Les autorités ont décidé, ce mercredi, de réquisitionner les complexes touristiques Les Andalouses d’Oran et Les Matares, ainsi que les hôtels Mazafran, Riad et Azur à l’ouest d’Alger pour le confinement sanitaire des passagers rapatriés d’Égypte et de France. Mercredi, un sixième décès, un homme de 62 ans, à Blida, au sud d’Alger, et 12 nouveaux cas sont enregistrés par le ministère de la Santé, soit 72 cas confirmés en tout.

Sur les 12 nouvelles contaminations, 4 cas ont été enregistrés dans la wilaya (département) d’Alger. La wilaya de Blida, la plus touchée, enregistre quatre nouveaux cas. Cette progression des cas inquiète dans un pays qui souffre d’un système de santé peu fiable, otage des dysfonctionnements bureaucratiques. Mais, là aussi, les autorités ont tenu à rassurer une opinion qui reste sceptique. Dans son allocution de mardi soir, le président de la République a avancé des chiffres censés tranquilliser les Algériens, énumérant la disponibilité de 1 550 000 masques (en plus de l’acquisition en cours de 54 millions d’autres), 6 000 tests de dépistage (15 000 autres en cours d’acquisition) et plus de 2 500 lits de réanimation, « un nombre appelé à augmenter en cas de nécessité pour atteindre 6 000 lits avec la garantie de 5 000 respirateurs artificiels ». Ces chiffres semblent contradictoires avec les mouvements de colère dans certains hôpitaux où le personnel soignant s’insurge contre le déficit en moyens.

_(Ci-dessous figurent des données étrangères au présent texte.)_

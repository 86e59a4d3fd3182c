use anyhow::{bail, Result};
use rusqlite::{params, types::Type, Connection};

#[macro_export]
macro_rules! sqlite_column {
    ($name:expr, $sql_type:expr $(, $field:ident = $value:expr)*) => {
        {
            // Allow unused_mut because the variable is only mutated when optional
            // field assignments are passed to the macro (e.g., `is_primary_key = true`)
            #[allow(unused_mut)]
            let mut column = Column {
                name: $name,
                sql_type: $sql_type,
                is_primary_key: false,
                non_null: false,
                foreign_key: None,
            };
            $(
                column.$field = $value;
            )*
            column
        }
    };
}

#[derive(Debug, PartialEq, Eq)]
pub enum SqlType {
    Text,
    Integer,
    Real,
}

#[allow(unused)]
pub enum ForeignKeyOnChange {
    NoAction,
    Restrict,
    SetNull,
    Cascade,
}

impl ForeignKeyOnChange {
    fn as_sql(&self) -> &'static str {
        match self {
            ForeignKeyOnChange::NoAction => "NO ACTION",
            ForeignKeyOnChange::Restrict => "RESTRICT",
            ForeignKeyOnChange::SetNull => "SET NULL",
            ForeignKeyOnChange::Cascade => "CASCADE",
        }
    }
}

pub struct ForeignKey {
    pub foreign_table: &'static str,
    pub foreign_column: &'static str,
    pub on_delete: ForeignKeyOnChange,
}

pub struct Column<S: AsRef<str>> {
    pub name: S,
    pub sql_type: &'static SqlType,
    pub is_primary_key: bool,
    pub non_null: bool,
    pub foreign_key: Option<&'static ForeignKey>,
}

pub struct Table {
    pub name: &'static str,
    pub columns: &'static [Column<&'static str>],
}

impl Table {
    pub fn create(&self, conn: &Connection) -> Result<()> {
        let mut create_sql = format!("CREATE TABLE {} (", self.name);
        for (column_index, column) in self.columns.iter().enumerate() {
            if column_index > 0 {
                create_sql.push_str(", ");
            }
            create_sql.push_str(&format!(
                "{} {}",
                column.name,
                match column.sql_type {
                    SqlType::Text => "TEXT",
                    SqlType::Integer => "INTEGER",
                    SqlType::Real => "REAL",
                }
            ));
            if column.is_primary_key {
                create_sql.push_str(" PRIMARY KEY");
            }
            if column.non_null {
                create_sql.push_str(" NOT NULL");
            }
            if let Some(foreign_key) = column.foreign_key {
                create_sql.push_str(&format!(
                    " REFERENCES {}({}) ON DELETE {}",
                    foreign_key.foreign_table,
                    foreign_key.foreign_column,
                    foreign_key.on_delete.as_sql()
                ));
            }
        }
        create_sql.push_str(");");
        conn.execute(&create_sql, params![])?;
        Ok(())
    }

    pub fn drop(&self, conn: &Connection) -> Result<()> {
        conn.execute(&format!("DROP TABLE IF EXISTS {};", self.name), params![])?;
        Ok(())
    }
}

pub struct VersionedSchema {
    pub version: usize,
    pub tables: &'static [Table],
    pub migration: Option<fn(&Connection) -> Result<()>>,
}

impl VersionedSchema {
    pub fn create(&self, conn: &Connection) -> Result<()> {
        conn.execute("PRAGMA foreign_keys = ON;", params![])?;
        for table in self.tables {
            table.create(conn)?;
        }
        conn.execute(
            &format!("PRAGMA user_version = {}", BASE_DB_VERSION + self.version),
            [],
        )?;
        Ok(())
    }

    /// Drop every table of this schema, in reverse declaration order so that
    /// referencing tables go before the tables they reference.
    pub fn drop_all(&self, conn: &Connection) -> Result<()> {
        for table in self.tables.iter().rev() {
            table.drop(conn)?;
        }
        Ok(())
    }

    pub fn validate(&self, conn: &Connection) -> Result<()> {
        for table in self.tables {
            let mut stmt = conn.prepare(&format!("PRAGMA table_info({});", table.name))?;
            let actual_columns: Vec<Result<Column<String>, rusqlite::Error>> = stmt
                .query_map(params![], |row| {
                    let name = row.get::<usize, String>(1)?;
                    let sql_type = match row.get::<_, String>(2)?.as_str() {
                        "TEXT" => &SqlType::Text,
                        "INTEGER" => &SqlType::Integer,
                        "REAL" => &SqlType::Real,
                        _ => {
                            return Err(rusqlite::Error::InvalidColumnType(
                                2,
                                "".to_string(),
                                Type::Text,
                            ))
                        }
                    };

                    Ok(Column {
                        name,
                        sql_type,
                        non_null: row.get::<_, i32>(3)? == 1,
                        is_primary_key: row.get::<_, i32>(5)? == 1,
                        foreign_key: None,
                    })
                })?
                .collect();

            if actual_columns.len() != table.columns.len() {
                bail!(
                    "Table {} has {} columns, expected {}. Found column names: {}, expected: {}",
                    table.name,
                    actual_columns.len(),
                    table.columns.len(),
                    actual_columns
                        .iter()
                        .filter_map(|c| {
                            if let Ok(column) = c {
                                Some(column.name.clone())
                            } else {
                                None
                            }
                        })
                        .collect::<Vec<String>>()
                        .join(", "),
                    table
                        .columns
                        .iter()
                        .map(|c| c.name)
                        .collect::<Vec<_>>()
                        .join(", ")
                );
            }

            for (actual_column_result, expected_column) in
                actual_columns.iter().zip(table.columns.iter())
            {
                let actual_column = match actual_column_result {
                    Ok(column) => column,
                    Err(e) => bail!("Error reading column: {:?}", e),
                };
                if actual_column.name != expected_column.name {
                    bail!(
                        "Table {} Column name mismatch: expected {}, got {}",
                        &table.name,
                        expected_column.name,
                        actual_column.name
                    );
                }
                if actual_column.sql_type != expected_column.sql_type {
                    bail!(
                        "Table {} Column {} type mismatch: expected {:?}, got {:?}",
                        &table.name,
                        expected_column.name,
                        expected_column.sql_type,
                        actual_column.sql_type
                    );
                }
                if actual_column.non_null != expected_column.non_null {
                    bail!(
                        "Table {} Column {} non-null mismatch: expected {}, got {}",
                        &table.name,
                        expected_column.name,
                        expected_column.non_null,
                        actual_column.non_null
                    );
                }
                if actual_column.is_primary_key != expected_column.is_primary_key {
                    bail!(
                        "Table {} Column {} primary key mismatch: expected {}, got {}",
                        &table.name,
                        expected_column.name,
                        expected_column.is_primary_key,
                        actual_column.is_primary_key
                    );
                }
            }

            // Validate foreign keys exist and match expected configuration
            // PRAGMA foreign_key_list returns: id, seq, table, from, to, on_update, on_delete, match
            let mut fk_stmt = conn.prepare(&format!("PRAGMA foreign_key_list({})", table.name))?;

            struct ActualFk {
                from_column: String,
                to_table: String,
                to_column: String,
                on_delete: String,
            }

            let actual_fks: Vec<ActualFk> = fk_stmt
                .query_map([], |row| {
                    Ok(ActualFk {
                        from_column: row.get(3)?,
                        to_table: row.get(2)?,
                        to_column: row.get(4)?,
                        on_delete: row.get(6)?,
                    })
                })?
                .filter_map(|r| r.ok())
                .collect();

            for column in table.columns {
                if let Some(expected_fk) = column.foreign_key {
                    let expected_on_delete = expected_fk.on_delete.as_sql();

                    let found = actual_fks.iter().any(|actual| {
                        actual.from_column == column.name
                            && actual.to_table == expected_fk.foreign_table
                            && actual.to_column == expected_fk.foreign_column
                            && actual.on_delete == expected_on_delete
                    });

                    if !found {
                        let partial_match = actual_fks
                            .iter()
                            .find(|actual| actual.from_column == column.name);

                        if let Some(actual) = partial_match {
                            bail!(
                                "Table {} column {} has foreign key mismatch: expected REFERENCES {}({}) ON DELETE {}, got REFERENCES {}({}) ON DELETE {}",
                                table.name,
                                column.name,
                                expected_fk.foreign_table,
                                expected_fk.foreign_column,
                                expected_on_delete,
                                actual.to_table,
                                actual.to_column,
                                actual.on_delete
                            );
                        } else {
                            bail!(
                                "Table {} column {} is missing foreign key: expected REFERENCES {}({}) ON DELETE {}",
                                table.name,
                                column.name,
                                expected_fk.foreign_table,
                                expected_fk.foreign_column,
                                expected_on_delete
                            );
                        }
                    }
                }
            }
        }
        Ok(())
    }
}

pub const BASE_DB_VERSION: usize = 99999;

#[cfg(test)]
mod tests {
    use super::*;

    const TEST_TABLE: Table = Table {
        name: "test_table",
        columns: &[
            sqlite_column!("id", &SqlType::Integer, is_primary_key = true),
            sqlite_column!("name", &SqlType::Text, non_null = true),
        ],
    };

    #[test]
    fn test_create_and_validate_round_trip() {
        let conn = Connection::open_in_memory().unwrap();
        let schema = VersionedSchema {
            version: 1,
            tables: &[TEST_TABLE],
            migration: None,
        };
        schema.create(&conn).unwrap();
        schema.validate(&conn).unwrap();

        let db_version: i64 = conn
            .query_row("PRAGMA user_version;", [], |row| row.get(0))
            .unwrap();
        assert_eq!(db_version, BASE_DB_VERSION as i64 + 1);
    }

    #[test]
    fn test_validate_detects_missing_column() {
        let conn = Connection::open_in_memory().unwrap();

        // Table exists but lacks the name column
        conn.execute("CREATE TABLE test_table (id INTEGER PRIMARY KEY)", [])
            .unwrap();

        let schema = VersionedSchema {
            version: 1,
            tables: &[TEST_TABLE],
            migration: None,
        };

        let result = schema.validate(&conn);
        assert!(result.is_err());
        assert!(result.unwrap_err().to_string().contains("columns"));
    }

    #[test]
    fn test_validate_detects_wrong_nullability() {
        let conn = Connection::open_in_memory().unwrap();

        conn.execute("CREATE TABLE test_table (id INTEGER PRIMARY KEY, name TEXT)", [])
            .unwrap();

        let schema = VersionedSchema {
            version: 1,
            tables: &[TEST_TABLE],
            migration: None,
        };

        let result = schema.validate(&conn);
        assert!(result.is_err());
        assert!(result.unwrap_err().to_string().contains("non-null"));
    }

    const PARENT_FK: ForeignKey = ForeignKey {
        foreign_table: "parent",
        foreign_column: "id",
        on_delete: ForeignKeyOnChange::NoAction,
    };

    const CHILD_TABLE: Table = Table {
        name: "child",
        columns: &[
            sqlite_column!("id", &SqlType::Integer, is_primary_key = true),
            sqlite_column!(
                "parent_id",
                &SqlType::Integer,
                non_null = true,
                foreign_key = Some(&PARENT_FK)
            ),
        ],
    };

    const PARENT_TABLE: Table = Table {
        name: "parent",
        columns: &[sqlite_column!("id", &SqlType::Integer, is_primary_key = true)],
    };

    #[test]
    fn test_validate_detects_missing_foreign_key() {
        let conn = Connection::open_in_memory().unwrap();

        conn.execute("CREATE TABLE parent (id INTEGER PRIMARY KEY)", [])
            .unwrap();
        conn.execute(
            "CREATE TABLE child (id INTEGER PRIMARY KEY, parent_id INTEGER NOT NULL)",
            [],
        )
        .unwrap();

        let schema = VersionedSchema {
            version: 1,
            tables: &[PARENT_TABLE, CHILD_TABLE],
            migration: None,
        };

        let result = schema.validate(&conn);
        assert!(result.is_err());
        let err_msg = result.unwrap_err().to_string();
        assert!(err_msg.contains("missing foreign key"));
        assert!(err_msg.contains("parent_id"));
    }

    #[test]
    fn test_foreign_key_created_and_enforced() {
        let conn = Connection::open_in_memory().unwrap();
        let schema = VersionedSchema {
            version: 1,
            tables: &[PARENT_TABLE, CHILD_TABLE],
            migration: None,
        };
        schema.create(&conn).unwrap();
        schema.validate(&conn).unwrap();

        // Inserting a child with a dangling parent reference must fail
        let result = conn.execute("INSERT INTO child (id, parent_id) VALUES (1, 42)", []);
        assert!(result.is_err());
    }

    #[test]
    fn test_drop_all_removes_tables_in_reverse_order() {
        let conn = Connection::open_in_memory().unwrap();
        let schema = VersionedSchema {
            version: 1,
            tables: &[PARENT_TABLE, CHILD_TABLE],
            migration: None,
        };
        schema.create(&conn).unwrap();
        schema.drop_all(&conn).unwrap();

        let table_count: i64 = conn
            .query_row(
                "SELECT COUNT(*) FROM sqlite_master WHERE type='table' AND name NOT LIKE 'sqlite_%'",
                [],
                |r| r.get(0),
            )
            .unwrap();
        assert_eq!(table_count, 0);

        // Dropping again is a no-op
        schema.drop_all(&conn).unwrap();
    }
}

Un système sanitaire fragile

De son côté, le président de l’Ordre des médecins, Mohamed Bekkat Berkani, a appelé sur la radio publique au « déclenchement d’un mouvement de prévention général », craignant « l’enregistrement de nombreux autres cas de coronavirus ». À la question de savoir s’il faut aller rapidement vers le confinement de la population en Algérie, le professeur Mohamed Bekkat Berkani qualifie cette mesure d’« envisageable, voire nécessaire », ajoutant : « L’Algérie, à l’instar de tous les pays émergents, est très fragile, il nous faut trouver des solutions adaptées à notre pays. »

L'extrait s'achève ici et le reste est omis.